Motivasi kerja dipengaruhi oleh suasana kerja. Suasana yag kondusif dalam kerja secara tidak langsung akan mempengaruhi gaya kerja dan efektivitas kerja (nelayan ikan layur di Desa Loji Kecamatan Simpenan). Dalam kinerjanya saling berhubungan dan mengakibatkan tingkat pengaruh terhadap indikator kesejahteraan seperti pendapatan maupun hasil dari usaha yang dilakukan. Potensi tangkapan ikan layur di Desa Loji Kecamatan Simpenan perlu dikembangkan. Dalam pengembangannya, memerlukan dukungan dari semua pihak, salah satunya adalah pemerintah. Motivasi dari nelayan ikan layur harus ditingkatkan guna meningkatkan kesejahteraan kehidupan nelayan tersebut.
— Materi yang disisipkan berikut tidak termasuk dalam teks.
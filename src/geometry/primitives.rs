//! Points, vectors and the rotation convention shared by every module

use serde::{Deserialize, Serialize};

/// 2D point in table inches
#[derive(Debug, Clone, Copy, Default, PartialEq, Serialize, Deserialize)]
pub struct Point {
    pub x: f64,
    pub y: f64,
}

/// Displacements share the point representation
pub type Vector = Point;

impl Point {
    pub const ZERO: Point = Point { x: 0.0, y: 0.0 };

    pub fn new(x: f64, y: f64) -> Self {
        Self { x, y }
    }

    pub fn dot(&self, other: &Self) -> f64 {
        self.x * other.x + self.y * other.y
    }

    pub fn length_squared(&self) -> f64 {
        self.dot(self)
    }

    pub fn length(&self) -> f64 {
        self.length_squared().sqrt()
    }

    pub fn distance(&self, other: &Self) -> f64 {
        (*self - *other).length()
    }

    pub fn is_zero(&self) -> bool {
        self.x == 0.0 && self.y == 0.0
    }

    /// Rotate about the origin by `degrees`, clockwise on the table
    ///
    /// With Y pointing down this is the ordinary rotation matrix, so the
    /// local front direction (0, -1) rotated by 90 degrees points to +X.
    pub fn rotated(&self, degrees: f64) -> Self {
        let (sin, cos) = degrees.to_radians().sin_cos();
        Self {
            x: self.x * cos - self.y * sin,
            y: self.x * sin + self.y * cos,
        }
    }

    /// Heading from `self` towards `target`, 0 = north (-Y), clockwise, in [0, 360)
    ///
    /// Returns `None` when both points coincide and no heading exists.
    pub fn heading_to(&self, target: &Self) -> Option<f64> {
        let d = *target - *self;
        if d.is_zero() {
            return None;
        }
        Some(normalize_degrees(d.x.atan2(-d.y).to_degrees()))
    }
}

impl std::ops::Add for Point {
    type Output = Self;
    fn add(self, rhs: Self) -> Self {
        Self { x: self.x + rhs.x, y: self.y + rhs.y }
    }
}

impl std::ops::Sub for Point {
    type Output = Self;
    fn sub(self, rhs: Self) -> Self {
        Self { x: self.x - rhs.x, y: self.y - rhs.y }
    }
}

impl std::ops::Mul<f64> for Point {
    type Output = Self;
    fn mul(self, rhs: f64) -> Self {
        Self { x: self.x * rhs, y: self.y * rhs }
    }
}

impl std::ops::Neg for Point {
    type Output = Self;
    fn neg(self) -> Self {
        Self { x: -self.x, y: -self.y }
    }
}

impl From<Point> for geo::Coord<f64> {
    fn from(p: Point) -> Self {
        geo::Coord { x: p.x, y: p.y }
    }
}

/// Fold any angle into [0, 360)
pub fn normalize_degrees(degrees: f64) -> f64 {
    let wrapped = degrees.rem_euclid(360.0);
    // rem_euclid rounds tiny negatives up to exactly 360
    if wrapped >= 360.0 {
        0.0
    } else {
        wrapped
    }
}
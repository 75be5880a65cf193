//! Table constants - all tunable values in one place

// Scale
pub const MM_TO_IN: f64 = 1.0 / 25.4;

// Table (inches)
pub const TABLE_WIDTH_INCHES: f64 = 72.0;
pub const TABLE_DEPTH_INCHES: f64 = 48.0;

// Facing arcs reach this far beyond the base; far larger than any table
pub const DEFAULT_LOOKOUT_DISTANCE: f64 = 100.0;

// Moves and turns smaller than this are not worth reporting
pub const DEFAULT_REPORT_EPSILON: f64 = 0.05;

// Restricted axis names
pub const FORWARD_AXIS: &str = "FORWARD";
pub const SIDEWAYS_AXIS: &str = "SIDEWAYS";
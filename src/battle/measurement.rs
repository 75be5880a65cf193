//! Distance checks from a unit's leader point
//!
//! Charges and shooting are measured from the middle of the measuring unit's
//! front edge to the nearest point of the target base.

use serde::{Deserialize, Serialize};

use crate::battle::arcs::reference_point;
use crate::battle::units::Unit;
use crate::geometry::{closest_point, Point};

/// Result of a distance check
#[derive(Debug, Clone, Copy, PartialEq, Serialize, Deserialize)]
pub struct Measurement {
    pub from: Point,
    pub to: Point,
    pub distance: f64,
}

impl Measurement {
    /// Log line for a unit-to-unit check
    pub fn describe(&self, from_name: &str, target_name: &str) -> String {
        format!(
            "Distance from {}'s unit leader point to the closest point of {} is {:.2}\".",
            from_name, target_name, self.distance
        )
    }

    /// Short label drawn next to the measuring line
    pub fn label(&self) -> String {
        format!("{:.1}\"", self.distance)
    }
}

/// Leader point of `from` to the closest point of `target`'s base
pub fn measure_to_unit(from: &Unit, target: &Unit) -> Measurement {
    let origin = reference_point(&from.pose(), &from.footprint());
    let (to, distance) = closest_point(origin, &target.rect());
    Measurement {
        from: origin,
        to,
        distance,
    }
}

/// Leader point of `from` to an arbitrary table point
pub fn measure_to_point(from: &Unit, point: Point) -> Measurement {
    let origin = reference_point(&from.pose(), &from.footprint());
    Measurement {
        from: origin,
        to: point,
        distance: origin.distance(&point),
    }
}

#[cfg(test)]
mod tests {
    use super::*;
    use crate::battle::units::{Footprint, Pose};

    fn unit(name: &str, x: f64, y: f64, rotation: f64) -> Unit {
        Unit::new(
            name,
            Footprint::new(10.0, 4.0).unwrap(),
            Pose::new(x, y, rotation),
        )
    }

    #[test]
    fn test_measure_to_unit_in_front() {
        let shooter = unit("Archers", 0.0, 20.0, 0.0);
        let target = unit("Spearmen", 0.0, 0.0, 0.0);
        let m = measure_to_unit(&shooter, &target);
        assert_eq!(m.from, Point::new(0.0, 18.0));
        assert_eq!(m.to, Point::new(0.0, 2.0));
        assert_eq!(m.distance, 16.0);
    }

    #[test]
    fn test_measure_to_point() {
        let shooter = unit("Archers", 0.0, 0.0, 0.0);
        let m = measure_to_point(&shooter, Point::new(3.0, 2.0));
        assert_eq!(m.distance, 5.0);
        assert_eq!(m.label(), "5.0\"");
    }

    #[test]
    fn test_describe() {
        let m = Measurement {
            from: Point::ZERO,
            to: Point::new(0.0, 12.346),
            distance: 12.346,
        };
        assert_eq!(
            m.describe("Ax Horde", "Sea Guard"),
            "Distance from Ax Horde's unit leader point to the closest point of Sea Guard is 12.35\"."
        );
    }
}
Motivasi yang tinggi akan mempengaruhi tingkat kesejahteraan nelayan ikan layur itu sendiri dalam hasil penangkapan maupun pendapatan keluarga.

Pertanian

Perikanan

Perikanan Laut

Penangkapan Ikan Layur di Desa Loji

Analisis Motivasi Nelayan

Analisis Kesejahteraan Nelayan

Faktor yang Mempengaruhi Kesejahteraan Nelayan

Teori Motivasi

Teori Kesejahteraan (Analisis Deskriptif)

Regresi Linier Berganda

Kesejahteraan Nelayan Ikan Layur Desa Loji

Indikator Prioritas: 1.Pendapatan 2. Sumber Daya Alam 3.Daerah Berpotensi

Yang Mempengaruhi Kesejahteraan Nelayan Ikan Layur: 1. Pemasaran 2. Penentuan Harga Jual 3. Umur 4. Tingkat Pendidikan

Gambar 2.1 Skema Kerangka Pemikiran

2.3 Hipotesis 1. Tingkat motivasi nelayan ikan layur Desa Loji Kecamatan Simpenan adalah tinggi. 2. Kesejahteraan nelayan ikan layur Desa Loji Kecamatan Simpenan cukup baik setelah adanya bantuan rumpon. 3. Tingkat kesejahteraan nelayan ikan layur Desa Loji Kecamatan Simpenan dipengaruhi oleh pemasaran, penentuan harga jual, umur, dan tingkat pendidikan.